February 9th Weekly Market Update
Despite the massive drag from the energy sector and the negative impact of a strong U.S. dollar, fourth quarter 2014 earnings are on track to exceed the prior Thomson-tracked consensus estimate of 4.2%. In fact, despite a slow start, earnings growth for the quarter (after all 500 companies have reported) should approach 7%, reaching the average historical upside surprise of 3%. As of February 6, 2015, with about two-thirds of S&P 500 companies having reported, S&P 500 earnings were on track for a 6.4% year-over-year increase for the quarter according to Thomson. In this commentary we look at some of the highlights and lowlights of this earnings season as it enters the home stretch.
HIGHLIGHTS
Industrials defying skeptics. The industrials sector had many skeptics coming into this earnings season. The sector is one of the most global and was expected to see among the biggest negative currency impacts, both in terms of translation of foreign profits and pricier U.S. exports (a strong dollar makes imports more expensive for foreign buyers). A significant portion of energy capital spending flows to the sector, so reductions in oil exploration and production investment have negatively impacted the industrials sector. Lackluster economic growth in Europe and slowing growth in China add to the challenges. But strength in North America and expanding profit margins helped offset the drags, and industrials are on pace for 12% earnings growth in the quarter, 2% above prior expectations as of quarter end.
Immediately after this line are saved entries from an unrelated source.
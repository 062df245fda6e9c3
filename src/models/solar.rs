use serde::{Deserialize, Serialize};
use utoipa::{IntoParams, ToSchema};

use crate::errors::ProxyError;

// ─── Query identity ──────────────────────────────────────────────────────────

/// Geographic coordinates of a query. Only constructed through [`GeoPoint::new`],
/// so a value in hand is always within range.
#[derive(Debug, Clone, Copy, PartialEq)]
pub struct GeoPoint {
    pub latitude: f64,
    pub longitude: f64,
}

impl GeoPoint {
    pub fn new(latitude: f64, longitude: f64) -> Result<Self, ProxyError> {
        if !latitude.is_finite() || !(-90.0..=90.0).contains(&latitude) {
            return Err(ProxyError::InvalidInput(format!(
                "latitude must be within [-90, 90], got {latitude}"
            )));
        }
        if !longitude.is_finite() || !(-180.0..=180.0).contains(&longitude) {
            return Err(ProxyError::InvalidInput(format!(
                "longitude must be within [-180, 180], got {longitude}"
            )));
        }
        Ok(Self { latitude, longitude })
    }
}

/// Inclusive range of calendar years requested from the hourly series.
#[derive(Debug, Clone, Copy, PartialEq, Eq)]
pub struct YearRange {
    pub start: i32,
    pub end: i32,
}

impl YearRange {
    pub fn new(start: i32, end: i32) -> Result<Self, ProxyError> {
        if start > end {
            return Err(ProxyError::InvalidInput(format!(
                "start year {start} is after end year {end}"
            )));
        }
        Ok(Self { start, end })
    }
}

// ─── Panel / inverter parameters ─────────────────────────────────────────────

pub const DEFAULT_NOCT_C: f64 = 45.0;

/// Panel and inverter parameters for one estimation.
#[derive(Debug, Clone, PartialEq)]
pub struct PanelSystemConfig {
    /// Panel efficiency as a fraction (0, 1]
    pub panel_efficiency: f64,
    /// Area of a single panel (m²)
    pub panel_area_m2: f64,
    pub panel_count: u32,
    /// Inverter efficiency as a fraction (0, 1]
    pub inverter_efficiency: f64,
    /// Power temperature coefficient, fraction per °C (≤ 0)
    pub temperature_coefficient: f64,
    /// Nominal Operating Cell Temperature (°C)
    pub noct_c: f64,
    pub tilt_deg: f64,
    /// `None` asks the source for the optimal orientation
    pub azimuth_deg: Option<f64>,
}

impl PanelSystemConfig {
    pub fn validate(self) -> Result<Self, ProxyError> {
        let fraction = |name: &str, v: f64| {
            if v.is_finite() && v > 0.0 && v <= 1.0 {
                Ok(())
            } else {
                Err(ProxyError::InvalidInput(format!(
                    "{name} must be a fraction in (0, 1], got {v}"
                )))
            }
        };
        fraction("panel efficiency", self.panel_efficiency)?;
        fraction("inverter efficiency", self.inverter_efficiency)?;

        if !(self.panel_area_m2.is_finite() && self.panel_area_m2 > 0.0) {
            return Err(ProxyError::InvalidInput(format!(
                "panel area must be positive, got {}",
                self.panel_area_m2
            )));
        }
        if self.panel_count == 0 {
            return Err(ProxyError::InvalidInput(
                "panel count must be at least 1".to_string(),
            ));
        }
        if !(self.temperature_coefficient.is_finite() && self.temperature_coefficient <= 0.0) {
            return Err(ProxyError::InvalidInput(format!(
                "temperature coefficient must be zero or negative, got {}",
                self.temperature_coefficient
            )));
        }
        if !self.noct_c.is_finite() || !self.tilt_deg.is_finite() {
            return Err(ProxyError::InvalidInput(
                "NOCT and tilt must be finite numbers".to_string(),
            ));
        }
        if self.azimuth_deg.is_some_and(|a| !a.is_finite()) {
            return Err(ProxyError::InvalidInput(
                "azimuth must be a finite number".to_string(),
            ));
        }
        Ok(self)
    }

    pub fn wants_optimal_angles(&self) -> bool {
        self.azimuth_deg.is_none()
    }
}

// ─── Time series & aggregates ────────────────────────────────────────────────

/// One row of an hourly irradiance series.
#[derive(Debug, Clone, PartialEq)]
pub struct HourlyObservation {
    /// Source timestamp, `YYYYMMDD:HHMM`
    pub time: String,
    /// Plane-of-array irradiance (W/m²)
    pub irradiance_w_m2: f64,
    /// Ambient air temperature (°C)
    pub air_temp_c: f64,
}

#[derive(Debug, Clone, PartialEq, Serialize, ToSchema)]
pub struct MonthlyEnergy {
    pub month: u32,
    pub month_name: String,
    pub energy_kwh: f64,
}

#[derive(Debug, Clone, Copy, PartialEq, Serialize, ToSchema)]
pub struct OptimalAngles {
    pub tilt_deg: f64,
    pub azimuth_deg: f64,
}

/// Long-term average year derived from an hourly series.
#[derive(Debug, Clone, PartialEq, Serialize, ToSchema)]
pub struct AnnualEstimate {
    pub annual_energy_kwh: f64,
    /// Always 12 entries, January first
    pub monthly_energy: Vec<MonthlyEnergy>,
    pub optimal_angles: Option<OptimalAngles>,
    /// Most distinct calendar years any single month was averaged over
    pub years_covered: u32,
    pub rows_used: usize,
    pub rows_skipped: usize,
}

/// Instantaneous output for one observation.
#[derive(Debug, Clone, Copy, PartialEq)]
pub struct HourlyProduction {
    pub cell_temp_c: f64,
    pub temperature_factor: f64,
    pub panel_dc_kw: f64,
    pub system_dc_kw: f64,
    pub system_ac_kw: f64,
}

// ─── Monthly irradiance (MRcalc) ─────────────────────────────────────────────

#[derive(Debug, Clone, PartialEq, Serialize, ToSchema)]
pub struct MonthlyIrradiance {
    pub month: u32,
    pub month_name: String,
    pub irradiance_kwh_m2: f64,
}

#[derive(Debug, Clone, PartialEq, Serialize, ToSchema)]
pub struct SolarDataResponse {
    pub latitude: f64,
    pub longitude: f64,
    pub solar_data_available: bool,
    pub annual_irradiance_kwh_m2: f64,
    pub monthly_irradiance: Vec<MonthlyIrradiance>,
}

// ─── Fixed-system production (PVcalc) ────────────────────────────────────────

/// Body of `POST /api/solar-proxy/pv-system-production`.
#[derive(Debug, Clone, Deserialize, ToSchema)]
#[serde(rename_all = "camelCase")]
pub struct PvSystemParameters {
    pub latitude: Option<f64>,
    pub longitude: Option<f64>,
    /// Nominal peak power (kWp)
    pub peak_power: Option<f64>,
    /// Total system losses (%)
    pub system_losses: Option<f64>,
    pub inclination_angle: Option<f64>,
    pub azimuth_angle: Option<f64>,
    #[serde(default)]
    pub get_optimal_angles: bool,
}

/// Validated form of [`PvSystemParameters`].
#[derive(Debug, Clone, PartialEq)]
pub struct PvSystemRequest {
    pub location: GeoPoint,
    pub peak_power_kwp: f64,
    pub system_losses_pct: f64,
    pub inclination_deg: Option<f64>,
    pub azimuth_deg: Option<f64>,
    pub optimal_angles: bool,
}

impl PvSystemParameters {
    pub fn validate(self) -> Result<PvSystemRequest, ProxyError> {
        let location = GeoPoint::new(
            required(self.latitude, "latitude")?,
            required(self.longitude, "longitude")?,
        )?;
        let peak_power_kwp = required(self.peak_power, "peakPower")?;
        if !(peak_power_kwp.is_finite() && peak_power_kwp > 0.0) {
            return Err(ProxyError::InvalidInput(format!(
                "peak power must be positive, got {peak_power_kwp}"
            )));
        }
        let system_losses_pct = required(self.system_losses, "systemLosses")?;
        if !(0.0..=100.0).contains(&system_losses_pct) {
            return Err(ProxyError::InvalidInput(format!(
                "system losses must be a percentage in [0, 100], got {system_losses_pct}"
            )));
        }
        Ok(PvSystemRequest {
            location,
            peak_power_kwp,
            system_losses_pct,
            inclination_deg: self.inclination_angle,
            azimuth_deg: self.azimuth_angle,
            optimal_angles: self.get_optimal_angles,
        })
    }
}

#[derive(Debug, Clone, PartialEq, Serialize, ToSchema)]
pub struct MonthlyProduction {
    pub month: u32,
    pub month_name: String,
    pub energy_kwh: f64,
    pub irradiance_kwh_m2: f64,
}

#[derive(Debug, Clone, PartialEq, Serialize, ToSchema)]
pub struct PvProductionResponse {
    pub latitude: f64,
    pub longitude: f64,
    pub solar_data_available: bool,
    pub annual_energy_kwh: f64,
    pub annual_irradiance_kwh_m2: f64,
    pub total_loss_pct: Option<f64>,
    pub monthly: Vec<MonthlyProduction>,
    pub optimal_angles: Option<OptimalAngles>,
}

// ─── Hourly series + estimation (seriescalc) ─────────────────────────────────

#[derive(Debug, Clone, Deserialize, IntoParams)]
#[serde(rename_all = "camelCase")]
#[into_params(parameter_in = Query)]
pub struct HourlyQuery {
    pub lat: Option<f64>,
    pub lng: Option<f64>,
    /// Panel inclination (deg)
    pub angle: Option<f64>,
    /// Panel azimuth (deg, 0 = south)
    pub aspect: Option<f64>,
    pub panel_efficiency: Option<f64>,
    pub panel_area: Option<f64>,
    pub number_of_panels: Option<u32>,
    pub inverter_efficiency: Option<f64>,
    pub temperature_coefficient: Option<f64>,
    pub noct: Option<f64>,
    #[serde(rename = "startyear")]
    pub start_year: Option<i32>,
    #[serde(rename = "endyear")]
    pub end_year: Option<i32>,
    #[serde(rename = "useoptimalangles", default)]
    pub use_optimal_angles: bool,
}

/// Validated form of [`HourlyQuery`].
#[derive(Debug, Clone, PartialEq)]
pub struct HourlyRequest {
    pub location: GeoPoint,
    pub system: PanelSystemConfig,
    pub years: YearRange,
}

impl HourlyQuery {
    pub fn validate(self) -> Result<HourlyRequest, ProxyError> {
        let location = GeoPoint::new(required(self.lat, "lat")?, required(self.lng, "lng")?)?;
        let system = PanelSystemConfig {
            panel_efficiency: self.panel_efficiency.unwrap_or(0.20),
            panel_area_m2: self.panel_area.unwrap_or(1.6),
            panel_count: self.number_of_panels.unwrap_or(10),
            inverter_efficiency: self.inverter_efficiency.unwrap_or(0.95),
            temperature_coefficient: self.temperature_coefficient.unwrap_or(-0.004),
            noct_c: self.noct.unwrap_or(DEFAULT_NOCT_C),
            tilt_deg: self.angle.unwrap_or(30.0),
            azimuth_deg: if self.use_optimal_angles {
                None
            } else {
                Some(self.aspect.unwrap_or(0.0))
            },
        }
        .validate()?;
        let years = YearRange::new(
            self.start_year.unwrap_or(2005),
            self.end_year.unwrap_or(2020),
        )?;
        Ok(HourlyRequest { location, system, years })
    }
}

#[derive(Debug, Clone, PartialEq, Serialize, ToSchema)]
pub struct HourlySolarDataResponse {
    pub latitude: f64,
    pub longitude: f64,
    pub solar_data_available: bool,
    #[serde(flatten)]
    pub estimate: AnnualEstimate,
}

#[derive(Debug, Clone, Deserialize, IntoParams)]
#[into_params(parameter_in = Query)]
pub struct LocationQuery {
    pub lat: Option<f64>,
    pub lng: Option<f64>,
}

impl LocationQuery {
    pub fn validate(self) -> Result<GeoPoint, ProxyError> {
        GeoPoint::new(required(self.lat, "lat")?, required(self.lng, "lng")?)
    }
}

#[derive(Debug, Serialize, ToSchema)]
pub struct HealthStatus {
    pub status: String,
    pub version: String,
    pub cached_entries: usize,
}

fn required<T>(value: Option<T>, name: &str) -> Result<T, ProxyError> {
    value.ok_or_else(|| ProxyError::InvalidInput(format!("missing required parameter '{name}'")))
}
Although guidance has led to estimate reductions, as it often does for all sectors, 2015 estimates are still calling for a solid 7% earnings gain compared with 2014. Our industrials sector outlook remains positive.
Technology producing big upside surprise. The technology sector is on pace for a solid 17% year-over-year gain in fourth quarter earnings, nearly double the prior 9% expectation, representing the biggest upside surprise among all 10 equity sectors. The sector has also posted the highest “beat rate” among all sectors with 88% of S&P 500 companies beating on the bottom line (tied with healthcare). This achievement is particularly impressive given the significant drag from the strong
U.S. dollar (like industrials, technology is among the most global sectors). The biggest driver of the upside was Apple, which by itself generated about 2 percentage points of S&P 500 earnings growth after increasing earnings per share by 48%, well above
consensus. The technology sector has benefited from revenue and earnings gains across the hardware, software, and semiconductor groups, with tailwinds from trends in mobility, cloud computing, security, and data analytics. Our technology sector view remains positive.